Streik und Betriebssetzung im südkoreanischen Ssangyong-Motorenwerk gehen weiter

30.06.09 - Bereits seit dem 28. Mai stehen die 1.700 Arbeiter des Ssangyong-Motorenwerkes in Pyeongtaek in Südkorea im unbefristeten Streik mit Betriebsbesetzung gegen Entlassungen. Ssangyong, viertgrößter südkoreanischer Autokonzern, hatte im Februar Insolvenz angemeldet. Das Ssangyong-Motorenwerk wurde vor drei Jahren mehrheitlich vom chinesischen Autokonzern SAIC (Shanghai Automotive Industry Corporation) übernommen. Das Konkursgericht ordnete an, dass 2.646 Beschäftigte (36 Prozent der Belegschaft) entlassen werden müssen. 1.670 Angestellte meldeten sich "freiwillig" in einen vorgezogenen Altersruhestand.
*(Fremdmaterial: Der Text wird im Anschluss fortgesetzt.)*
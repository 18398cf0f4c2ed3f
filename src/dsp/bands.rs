use serde::{Deserialize, Serialize};

use super::spectral::Spectrogram;
use crate::error::DiagnoseError;

/// Half-open frequency range `[low_hz, high_hz)`.
#[derive(Clone, Copy, Debug, PartialEq, Serialize, Deserialize)]
pub struct BandRange {
    pub low_hz: f32,
    pub high_hz: f32,
}

impl BandRange {
    pub const fn new(low_hz: f32, high_hz: f32) -> Self {
        Self { low_hz, high_hz }
    }

    pub fn contains(&self, freq: f32) -> bool {
        freq >= self.low_hz && freq < self.high_hz
    }
}

#[derive(Clone, Copy, Debug, PartialEq, Serialize, Deserialize)]
pub struct BandLayout {
    #[serde(default = "default_low")]
    pub low: BandRange,
    #[serde(default = "default_mid")]
    pub mid: BandRange,
    #[serde(default = "default_high")]
    pub high: BandRange,
}

impl Default for BandLayout {
    fn default() -> Self {
        Self {
            low: default_low(),
            mid: default_mid(),
            high: default_high(),
        }
    }
}

fn default_low() -> BandRange { BandRange::new(20.0, 250.0) }
fn default_mid() -> BandRange { BandRange::new(250.0, 4000.0) }
fn default_high() -> BandRange { BandRange::new(4000.0, 16000.0) }

impl BandLayout {
    pub fn validate(&self) -> Result<(), DiagnoseError> {
        for (name, band) in [("low", self.low), ("mid", self.mid), ("high", self.high)] {
            if !(band.low_hz >= 0.0 && band.low_hz < band.high_hz) {
                return Err(DiagnoseError::InvalidConfig {
                    reason: format!(
                        "{name} band [{}, {}) Hz is empty or negative",
                        band.low_hz, band.high_hz
                    ),
                });
            }
        }
        Ok(())
    }
}

/// Mean spectral magnitude in each band.
#[derive(Clone, Copy, Debug, Default, PartialEq, Serialize)]
pub struct BandEnergy {
    pub low: f32,
    pub mid: f32,
    pub high: f32,
}

pub fn aggregate_bands(spectrogram: &Spectrogram, layout: &BandLayout) -> BandEnergy {
    let band_mean = |band: &BandRange| -> f32 {
        let bins: Vec<usize> = spectrogram
            .axis
            .frequencies()
            .iter()
            .enumerate()
            .filter(|&(_, &f)| band.contains(f))
            .map(|(k, _)| k)
            .collect();

        let count = bins.len() * spectrogram.frames.len();
        if count == 0 {
            return 0.0;
        }
        let sum: f64 = spectrogram
            .frames
            .iter()
            .flat_map(|frame| bins.iter().map(move |&k| frame.magnitudes[k] as f64))
            .sum();
        (sum / count as f64) as f32
    };

    let energy = BandEnergy {
        low: band_mean(&layout.low),
        mid: band_mean(&layout.mid),
        high: band_mean(&layout.high),
    };

    log::debug!(
        "Bands: low={:.4}, mid={:.4}, high={:.4}",
        energy.low,
        energy.mid,
        energy.high
    );

    energy
}

#[cfg(test)]
mod tests {
    use super::*;
    use crate::dsp::framing::Framing;
    use crate::dsp::spectral::stft;

    fn sine(freq: f32, sample_rate: u32, len: usize) -> Vec<f32> {
        (0..len)
            .map(|i| 0.5 * (2.0 * std::f32::consts::PI * freq * i as f32 / sample_rate as f32).sin())
            .collect()
    }

    #[test]
    fn test_ranges_are_half_open() {
        let band = BandRange::new(250.0, 4000.0);
        assert!(band.contains(250.0));
        assert!(band.contains(3999.9));
        assert!(!band.contains(4000.0));
        assert!(!band.contains(249.9));
    }

    #[test]
    fn test_sine_lands_in_its_band() {
        let sample_rate = 44100;
        let layout = BandLayout::default();

        let low = aggregate_bands(&stft(&sine(100.0, sample_rate, 44100), sample_rate, Framing::new(2048, 512)), &layout);
        assert!(low.low > low.mid * 10.0);
        assert!(low.low > low.high * 10.0);

        let mid = aggregate_bands(&stft(&sine(1000.0, sample_rate, 44100), sample_rate, Framing::new(2048, 512)), &layout);
        assert!(mid.mid > mid.low);
        assert!(mid.mid > mid.high);

        let high = aggregate_bands(&stft(&sine(8000.0, sample_rate, 44100), sample_rate, Framing::new(2048, 512)), &layout);
        assert!(high.high > high.low);
        assert!(high.high > high.mid);
    }

    #[test]
    fn test_uncovered_band_is_zero() {
        // Nyquist at 3 kHz leaves the high band without bins
        let sample_rate = 6000;
        let spec = stft(&sine(440.0, sample_rate, 6000), sample_rate, Framing::new(512, 128));
        let energy = aggregate_bands(&spec, &BandLayout::default());
        assert_eq!(energy.high, 0.0);
        assert!(energy.mid > 0.0);
    }

    #[test]
    fn test_no_frames_gives_zero_energy() {
        let spec = stft(&[], 44100, Framing::new(2048, 512));
        assert_eq!(aggregate_bands(&spec, &BandLayout::default()), BandEnergy::default());
    }

    #[test]
    fn test_validate_layout() {
        assert!(BandLayout::default().validate().is_ok());
        let layout = BandLayout {
            mid: BandRange::new(4000.0, 250.0),
            ..Default::default()
        };
        assert!(layout.validate().is_err());
    }
}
Die Belegschaft insgesamt nahm den Kampf um jeden Arbeitsplatz auf. Fester Bestandteil des Kampfs, auch in der Beratung des Vorgehens, sind die Frauen und Familien der Arbeiter, die sich auf dem Gelände der besetzten Fabrik aufhalten (siehe "rf-news"-Bericht vom 25.6.). Am 27. Juni drangen 3.000 angeheuerte bewaffnete Streikbrecher in die Fabrik ein, um die Arbeiter und deren Familienangehörigen unter Einsatz von Eisenstangen und Tränengas zu vertreiben. In einem 24-stündigen Kampf wurden die Angriffe zurückgeschlagen. Die Polizei hatte die Zufahrtsstraßen abgeriegelt, um zu verhindern, dass erneut Arbeiter anderer Unternehmen zur Hilfe kommen.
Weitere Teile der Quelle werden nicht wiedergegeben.